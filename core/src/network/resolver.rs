//! Name resolution backed by the system's resolver configuration.

use std::net::IpAddr;
use std::time::Duration;

use netlens_common::error::ProbeError;
use tokio::time::timeout;
use tracing::{debug, warn};
use trust_dns_resolver::TokioAsyncResolver;
use trust_dns_resolver::config::{ResolverConfig, ResolverOpts};

#[derive(Clone)]
pub struct DnsResolver {
    inner: TokioAsyncResolver,
}

impl DnsResolver {
    /// Reads `/etc/resolv.conf` (or the platform equivalent). Falls back to the
    /// resolver crate's public defaults when the system config is unusable.
    pub fn from_system() -> Self {
        let inner = match TokioAsyncResolver::tokio_from_system_conf() {
            Ok(resolver) => resolver,
            Err(e) => {
                warn!("System resolver config unavailable ({e}), using public defaults");
                TokioAsyncResolver::tokio(ResolverConfig::default(), ResolverOpts::default())
            }
        };
        Self { inner }
    }

    pub async fn lookup(&self, host: &str, limit: Duration) -> Result<Vec<IpAddr>, ProbeError> {
        if let Ok(addr) = host.parse::<IpAddr>() {
            return Ok(vec![addr]);
        }

        let lookup = match timeout(limit, self.inner.lookup_ip(host)).await {
            Ok(Ok(lookup)) => lookup,
            Ok(Err(e)) => return Err(ProbeError::resolution(host, e)),
            Err(_elapsed) => {
                return Err(ProbeError::resolution(
                    host,
                    format!("no answer within {} ms", limit.as_millis()),
                ));
            }
        };

        let addrs: Vec<IpAddr> = lookup.iter().collect();
        debug!("{host} resolved to {} address(es)", addrs.len());
        if addrs.is_empty() {
            return Err(ProbeError::resolution(host, "no addresses found"));
        }
        Ok(addrs)
    }

    pub async fn reverse(&self, addr: IpAddr, limit: Duration) -> Result<String, ProbeError> {
        let host = addr.to_string();
        let lookup = match timeout(limit, self.inner.reverse_lookup(addr)).await {
            Ok(Ok(lookup)) => lookup,
            Ok(Err(e)) => return Err(ProbeError::resolution(&host, e)),
            Err(_elapsed) => {
                return Err(ProbeError::resolution(
                    &host,
                    format!("no PTR answer within {} ms", limit.as_millis()),
                ));
            }
        };

        lookup
            .iter()
            .map(|name| name.to_string().trim_end_matches('.').to_string())
            .find(|name| !name.is_empty())
            .ok_or_else(|| ProbeError::resolution(&host, "no PTR record"))
    }
}

// ╔════════════════════════════════════════════╗
// ║ ████████╗███████╗███████╗████████╗███████╗ ║
// ║ ╚══██╔══╝██╔════╝██╔════╝╚══██╔══╝██╔════╝ ║
// ║    ██║   █████╗  ███████╗   ██║   ███████╗ ║
// ║    ██║   ██╔══╝  ╚════██║   ██║   ╚════██║ ║
// ║    ██║   ███████╗███████║   ██║   ███████║ ║
// ║    ╚═╝   ╚══════╝╚══════╝   ╚═╝   ╚══════╝ ║
// ╚════════════════════════════════════════════╝
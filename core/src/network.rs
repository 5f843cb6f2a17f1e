//! Real implementations of the network seams.

pub mod http;
pub mod interface;
pub mod resolver;
pub mod tcp;
pub mod transport;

▶ [Problem description] Select every line above that contains the word "network", and copy it.

▶ [Task output]
filename core/src/network/resolver.rs
filename core/src/network.rs
//! Real implementations of the network seams.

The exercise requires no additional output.